Potongan Kesembilan belas

8 3 0
                                    


Dhara membuka laci nakas dan mengambil kardigan, ia jadi teringat ketika Pram mengatakan akan memberikan kardigan yang sama untuk Anya, kemudian ia segera memakainya sembari menunggu Rista selesai mengantar Anya di kamar mandi. Ketika keduanya keluar, Rista memuji-muji Anya yang sangat pandai menggunakan toilet beserta tata kramanya. Anak itu semerta-merta menarik lengan sang mama dan menariknya tidak sabar.

"Mama, ayo ketemu Om Pam."

"Iya, Sayang. Ini udah mau berangkat. Ayo." Dhara pun menggandeng tangan mungil anaknya, memberikan isyarat tatapan agar Rista berjalan di depan.

Selesai makan siang, mereka sudah berencana untuk menjenguk Pram. Anya terus saja merengek untuk menemui omnya tersebut dan mendesak untuk segera melihatnya. Dhara mengiakan karena ia sendiri butuh bertemu dengan lelaki itu. Namun di tengah-tengah jalan, Rista berhenti mendadak. Menyebabkan Anya yang terlalu bersemangat menabrak pantatnya dan mengaduh. Lalu-lalang orang di koridor pun merasa terganggu dengan mereka.

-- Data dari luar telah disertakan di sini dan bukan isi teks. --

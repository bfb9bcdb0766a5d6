//! Voucher types.

use crate::ids::VoucherId;
use crate::money::Money;
use chrono::{DateTime, Utc};
use serde::{Deserialize, Serialize};

/// How a voucher's `discount_value` is interpreted.
#[derive(Debug, Clone, Copy, PartialEq, Eq, Hash, Serialize, Deserialize)]
#[serde(rename_all = "SCREAMING_SNAKE_CASE")]
pub enum DiscountType {
    /// Percent of the cart subtotal.
    Percent,
    /// Fixed amount off.
    Fixed,
    /// Percent of the shipping fee.
    Shipping,
}

/// A discount rule from the voucher catalog.
#[derive(Debug, Clone, PartialEq, Eq, Serialize, Deserialize)]
#[serde(rename_all = "camelCase")]
pub struct Voucher {
    #[serde(alias = "_id")]
    pub id: VoucherId,
    /// Code shown to and typed by the user (e.g., "FREESHIP50").
    pub code: String,
    #[serde(default, skip_serializing_if = "Option::is_none")]
    pub title: Option<String>,
    #[serde(default, skip_serializing_if = "Option::is_none")]
    pub description: Option<String>,
    pub discount_type: DiscountType,
    /// Percent for `Percent`/`Shipping`, minor units for `Fixed`.
    pub discount_value: i64,
    #[serde(default)]
    pub min_order_value: Money,
    /// Cap on the computed discount. `None` means uncapped.
    #[serde(default, skip_serializing_if = "Option::is_none")]
    pub max_discount: Option<Money>,
    #[serde(default = "default_active", alias = "isAvailable")]
    pub is_active: bool,
    #[serde(default, skip_serializing_if = "Option::is_none")]
    pub usage_limit: Option<u32>,
    #[serde(default, skip_serializing_if = "Option::is_none")]
    pub used_count: Option<u32>,
    #[serde(default, skip_serializing_if = "Option::is_none")]
    pub start_date: Option<DateTime<Utc>>,
    #[serde(default, skip_serializing_if = "Option::is_none")]
    pub end_date: Option<DateTime<Utc>>,
}

fn default_active() -> bool {
    true
}

impl Voucher {
    fn base(code: impl Into<String>, discount_type: DiscountType, discount_value: i64) -> Self {
        let code = code.into();
        Self {
            id: VoucherId::new(code.clone()),
            code,
            title: None,
            description: None,
            discount_type,
            discount_value,
            min_order_value: Money::ZERO,
            max_discount: None,
            is_active: true,
            usage_limit: None,
            used_count: None,
            start_date: None,
            end_date: None,
        }
    }

    /// Percent off the subtotal.
    pub fn percent(code: impl Into<String>, percent: i64) -> Self {
        Self::base(code, DiscountType::Percent, percent)
    }

    /// Fixed amount off.
    pub fn fixed(code: impl Into<String>, amount: Money) -> Self {
        Self::base(code, DiscountType::Fixed, amount.minor_units())
    }

    /// Percent off the shipping fee.
    pub fn shipping(code: impl Into<String>, percent: i64) -> Self {
        Self::base(code, DiscountType::Shipping, percent)
    }

    /// Set the minimum subtotal.
    pub fn with_min_order_value(mut self, min: Money) -> Self {
        self.min_order_value = min;
        self
    }

    /// Cap the discount.
    pub fn with_max_discount(mut self, max: Money) -> Self {
        self.max_discount = Some(max);
        self
    }

    /// Set the display title.
    pub fn with_title(mut self, title: impl Into<String>) -> Self {
        self.title = Some(title.into());
        self
    }

    /// Set the validity window.
    pub fn with_window(mut self, start: DateTime<Utc>, end: DateTime<Utc>) -> Self {
        self.start_date = Some(start);
        self.end_date = Some(end);
        self
    }

    /// Set usage counters.
    pub fn with_usage(mut self, limit: u32, used: u32) -> Self {
        self.usage_limit = Some(limit);
        self.used_count = Some(used);
        self
    }

    /// Mark as inactive.
    pub fn inactive(mut self) -> Self {
        self.is_active = false;
        self
    }

    /// Check if `at` is past the end date.
    pub fn is_expired(&self, at: DateTime<Utc>) -> bool {
        self.end_date.is_some_and(|end| at > end)
    }

    /// Check if `at` is before the start date.
    pub fn is_upcoming(&self, at: DateTime<Utc>) -> bool {
        self.start_date.is_some_and(|start| at < start)
    }

    /// Check if the usage limit has been reached.
    pub fn is_exhausted(&self) -> bool {
        match self.usage_limit {
            Some(limit) => self.used_count.unwrap_or(0) >= limit,
            None => false,
        }
    }

    /// Remaining uses, if limited.
    pub fn remaining_uses(&self) -> Option<u32> {
        self.usage_limit
            .map(|limit| limit.saturating_sub(self.used_count.unwrap_or(0)))
    }
}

"Kenapa, Ta?" tanya Dhara sambil menarik Anya ke tepi.

"Buahnya ketinggalan."

Dhara mendengkus, lalu meminta Rista untuk segera mengambilnya. Anya pun turut serta karena memiliki sesuatu yang harus ia lakukan dengan parsel buah tersebut. Karena akan terlalu lama jika ia menunggu di koridor sendiri, ia pun memutuskan untuk lebih dulu ke ruangan Pram. Namun ketika baru saja ia memegang gagang pintu, seorang perempuan sudah berada di sana dan mengobrol dengan Pram. Dhara berniat mengurungkan niatnya untuk masuk, tetapi langkahnya terhenti ketika suara lelaki itu masuk ke gendang telinganya. Meskipun jarak ranjang dan pintu cukup jauh apalagi terhalang oleh pintu, suaranya masih tertangkap jelas olehnya. Perempuan itu pun memutuskan untuk mendengarkan lebih lanjut.

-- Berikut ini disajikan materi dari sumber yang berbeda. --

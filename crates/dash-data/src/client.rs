//! Backend fetch client.

use crate::envelope::ApiEnvelope;
use crate::timeout::TimeoutConfig;
use crate::FetchError;
use reqwest::Method;
use serde::de::DeserializeOwned;
use serde::Serialize;
use tracing::{debug, warn};

/// HTTP client bound to one backend.
///
/// Paths are appended to the base URL; every response is decoded as an
/// [`ApiEnvelope`].
#[derive(Debug, Clone)]
pub struct FetchClient {
    http: reqwest::Client,
    base_url: String,
    token: Option<String>,
}

impl FetchClient {
    /// Create a client for `base_url`.
    pub fn new(base_url: impl Into<String>, timeout: TimeoutConfig) -> Result<Self, FetchError> {
        let base_url = base_url.into();
        if !(base_url.starts_with("http://") || base_url.starts_with("https://")) {
            return Err(FetchError::InvalidUrl(base_url));
        }

        let http = reqwest::Client::builder()
            .connect_timeout(timeout.connect)
            .timeout(timeout.total)
            .build()?;

        Ok(Self {
            http,
            base_url: base_url.trim_end_matches('/').to_string(),
            token: None,
        })
    }

    /// Send `Authorization: Bearer <token>` with every request.
    pub fn with_bearer_token(mut self, token: impl Into<String>) -> Self {
        self.token = Some(token.into());
        self
    }

    /// Base URL without trailing slash.
    pub fn base_url(&self) -> &str {
        &self.base_url
    }

    /// Full URL of `path`.
    pub fn url(&self, path: &str) -> String {
        format!("{}/{}", self.base_url, path.trim_start_matches('/'))
    }

    /// GET `path`.
    pub async fn get<T: DeserializeOwned>(&self, path: &str) -> Result<ApiEnvelope<T>, FetchError> {
        self.send::<T, ()>(Method::GET, path, None).await
    }

    /// POST `body` to `path`.
    pub async fn post<T, B>(&self, path: &str, body: &B) -> Result<ApiEnvelope<T>, FetchError>
    where
        T: DeserializeOwned,
        B: Serialize + ?Sized,
    {
        self.send(Method::POST, path, Some(body)).await
    }

    /// PUT `body` to `path`.
    pub async fn put<T, B>(&self, path: &str, body: &B) -> Result<ApiEnvelope<T>, FetchError>
    where
        T: DeserializeOwned,
        B: Serialize + ?Sized,
    {
        self.send(Method::PUT, path, Some(body)).await
    }

    /// DELETE `path`.
    pub async fn delete<T: DeserializeOwned>(
        &self,
        path: &str,
    ) -> Result<ApiEnvelope<T>, FetchError> {
        self.send::<T, ()>(Method::DELETE, path, None).await
    }

    /// Send a request and decode the envelope.
    ///
    /// A non-2xx status whose body is still an envelope is reported through
    /// the envelope, so the backend's result code is kept.
    pub async fn send<T, B>(
        &self,
        method: Method,
        path: &str,
        body: Option<&B>,
    ) -> Result<ApiEnvelope<T>, FetchError>
    where
        T: DeserializeOwned,
        B: Serialize + ?Sized,
    {
        let url = self.url(path);
        let mut request = self.http.request(method.clone(), &url);
        if let Some(token) = &self.token {
            request = request.bearer_auth(token);
        }
        if let Some(body) = body {
            request = request.json(body);
        }

        let response = request.send().await?;
        let status = response.status();
        let bytes = response.bytes().await?;
        debug!(%method, %url, status = status.as_u16(), bytes = bytes.len(), "backend response");

        match ApiEnvelope::from_slice(&bytes) {
            Ok(envelope) => Ok(envelope),
            Err(_) if !status.is_success() => {
                warn!(%method, %url, status = status.as_u16(), "backend error without envelope");
                Err(FetchError::HttpError {
                    status: status.as_u16(),
                    message: String::from_utf8_lossy(&bytes).chars().take(200).collect(),
                })
            }
            Err(e) => Err(e),
        }
    }
}

#[cfg(test)]
mod tests {
    use super::*;

    #[test]
    fn test_rejects_relative_base_url() {
        let result = FetchClient::new("api.example.com", TimeoutConfig::default());
        assert!(matches!(result, Err(FetchError::InvalidUrl(_))));
    }

    #[test]
    fn test_url_joining() {
        let client = FetchClient::new("http://localhost:8080/", TimeoutConfig::default()).unwrap();
        assert_eq!(client.base_url(), "http://localhost:8080");
        assert_eq!(client.url("/api/get-cart"), "http://localhost:8080/api/get-cart");
        assert_eq!(client.url("api/get-cart"), "http://localhost:8080/api/get-cart");
    }
}
//! Line items and the requests that create or change them.

use crate::error::ValidationError;
use crate::ids::{ChoiceId, FoodId, LineItemId, RestaurantId, ToppingGroupId};
use crate::money::Money;
use serde::{Deserialize, Serialize};

/// Choices made within one topping group. Used for display and pricing only,
/// never for line item identity.
#[derive(Debug, Clone, PartialEq, Eq, Serialize, Deserialize)]
#[serde(rename_all = "camelCase")]
pub struct ToppingSelection {
    pub topping_group_id: ToppingGroupId,
    #[serde(default)]
    pub chosen_choice_ids: Vec<ChoiceId>,
}

impl ToppingSelection {
    /// Create a selection for a topping group.
    pub fn new(
        topping_group_id: impl Into<ToppingGroupId>,
        chosen_choice_ids: impl IntoIterator<Item = ChoiceId>,
    ) -> Self {
        Self {
            topping_group_id: topping_group_id.into(),
            chosen_choice_ids: chosen_choice_ids.into_iter().collect(),
        }
    }
}

/// One orderable entry in a cart snapshot.
#[derive(Debug, Clone, PartialEq, Eq, Serialize, Deserialize)]
#[serde(rename_all = "camelCase")]
pub struct CartLineItem {
    /// Gateway-assigned identifier, unique within the cart.
    pub id: LineItemId,
    pub restaurant_id: RestaurantId,
    pub food_id: FoodId,
    /// Display name, when the gateway provides one.
    #[serde(default, skip_serializing_if = "Option::is_none")]
    pub name: Option<String>,
    /// Always at least one; an item reduced to zero is absent from the cart.
    pub quantity: u32,
    /// Price of one unit, topping and choice surcharges included.
    pub unit_price: Money,
    #[serde(default)]
    pub topping_selections: Vec<ToppingSelection>,
}

impl CartLineItem {
    /// Create a line item without toppings.
    pub fn new(
        id: impl Into<LineItemId>,
        restaurant_id: impl Into<RestaurantId>,
        food_id: impl Into<FoodId>,
        quantity: u32,
        unit_price: Money,
    ) -> Self {
        Self {
            id: id.into(),
            restaurant_id: restaurant_id.into(),
            food_id: food_id.into(),
            name: None,
            quantity,
            unit_price,
            topping_selections: Vec::new(),
        }
    }

    /// Set the display name.
    pub fn with_name(mut self, name: impl Into<String>) -> Self {
        self.name = Some(name.into());
        self
    }

    /// Add a topping selection.
    pub fn with_topping(mut self, selection: ToppingSelection) -> Self {
        self.topping_selections.push(selection);
        self
    }

    /// `unit_price × quantity`.
    pub fn line_total(&self) -> Money {
        self.unit_price.times(self.quantity)
    }
}

/// Request to add food to the cart of a restaurant.
#[derive(Debug, Clone, PartialEq, Eq, Serialize, Deserialize)]
#[serde(rename_all = "camelCase")]
pub struct NewLineItemRequest {
    pub restaurant_id: RestaurantId,
    pub food_id: FoodId,
    pub quantity: u32,
    #[serde(default)]
    pub topping_selections: Vec<ToppingSelection>,
}

impl NewLineItemRequest {
    /// Create a request without toppings.
    pub fn new(
        restaurant_id: impl Into<RestaurantId>,
        food_id: impl Into<FoodId>,
        quantity: u32,
    ) -> Self {
        Self {
            restaurant_id: restaurant_id.into(),
            food_id: food_id.into(),
            quantity,
            topping_selections: Vec::new(),
        }
    }

    /// Add a topping selection.
    pub fn with_topping(mut self, selection: ToppingSelection) -> Self {
        self.topping_selections.push(selection);
        self
    }

    /// Reject requests the gateway would never accept.
    pub fn validate(&self) -> Result<(), ValidationError> {
        if self.quantity == 0 {
            return Err(ValidationError::InvalidQuantity(0));
        }
        Ok(())
    }
}

/// Direction of a quantity change, forwarded to the gateway as-is.
#[derive(Debug, Clone, Copy, PartialEq, Eq, Hash, Serialize, Deserialize)]
#[serde(rename_all = "lowercase")]
pub enum QuantityDirection {
    Increase,
    Decrease,
}

impl QuantityDirection {
    /// Wire name.
    pub fn as_str(&self) -> &'static str {
        match self {
            QuantityDirection::Increase => "increase",
            QuantityDirection::Decrease => "decrease",
        }
    }
}

/// Quantity change for an existing line item.
///
/// `quantity` and `direction` are both forwarded; the gateway decides the
/// resulting quantity. A decrease that lands on zero removes the item.
#[derive(Debug, Clone, PartialEq, Eq, Serialize, Deserialize)]
#[serde(rename_all = "camelCase")]
pub struct QuantityUpdate {
    pub line_item_id: LineItemId,
    pub quantity: u32,
    pub direction: QuantityDirection,
}

#[cfg(test)]
mod tests {
    use super::*;

    #[test]
    fn test_line_total() {
        let item = CartLineItem::new("li-1", "r1", "pho", 2, Money::new(20_000));
        assert_eq!(item.line_total(), Money::new(40_000));
    }

    #[test]
    fn test_new_line_item_requires_quantity() {
        assert!(NewLineItemRequest::new("r1", "pho", 1).validate().is_ok());
        assert_eq!(
            NewLineItemRequest::new("r1", "pho", 0).validate(),
            Err(ValidationError::InvalidQuantity(0))
        );
    }

    #[test]
    fn test_line_item_wire_format() {
        let json = r#"{
            "id": "li-1",
            "restaurantId": "r1",
            "foodId": "f1",
            "quantity": 3,
            "unitPrice": 9000,
            "toppingSelections": [{"toppingGroupId": "size", "chosenChoiceIds": ["large"]}]
        }"#;
        let item: CartLineItem = serde_json::from_str(json).unwrap();
        assert_eq!(item.quantity, 3);
        assert_eq!(item.unit_price, Money::new(9_000));
        assert_eq!(item.topping_selections[0].chosen_choice_ids, vec![ChoiceId::new("large")]);
        assert!(item.name.is_none());
    }

    #[test]
    fn test_negative_quantity_is_rejected_by_schema() {
        let json = r#"{"id":"li-1","restaurantId":"r1","foodId":"f1","quantity":-1,"unitPrice":1}"#;
        assert!(serde_json::from_str::<CartLineItem>(json).is_err());
    }

    #[test]
    fn test_direction_wire_name() {
        assert_eq!(
            serde_json::to_string(&QuantityDirection::Decrease).unwrap(),
            "\"decrease\""
        );
        assert_eq!(QuantityDirection::Increase.as_str(), "increase");
    }
}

Dhara mengangkat wajahnya terkejut ketika mendengar pengakuan lelaki tersebut mengenai masa lalunya. Pram tidak pernah mengungkit perihal masa lalu itu padanya. Mendengar lelaki itu justru mengatakannya pada orang lain membuatnya merasa bersalah. Yang membuatnya tersadar bahwa ia tidak tahu apa-apa tentang hidup Pram, kecuali kepedulian lelaki itu yang tulus padanya.

Dhara menahan desakan tiba-tiba di dalm dadanya. Genggaman tangannya pada gagang pintu makin kuat seiring embus napas berat yang keluar dari paru-parunya. Ia ingin menyela masuk ketika terdapat jeda lumayan lama di antara obrolan mereka. Namun, sekali lagi permepuan itu harus menahan keinginannya ketika mendengar seseorang yang bersama Pram mengatakan sesuatu.

"Jadi papa sambungnya Nara, mau?"

Dhara melihat Pram dari balik figur belakang perempuan yang ia ketahui adalah Ambar. Menunggu jawaban dari temannya itu.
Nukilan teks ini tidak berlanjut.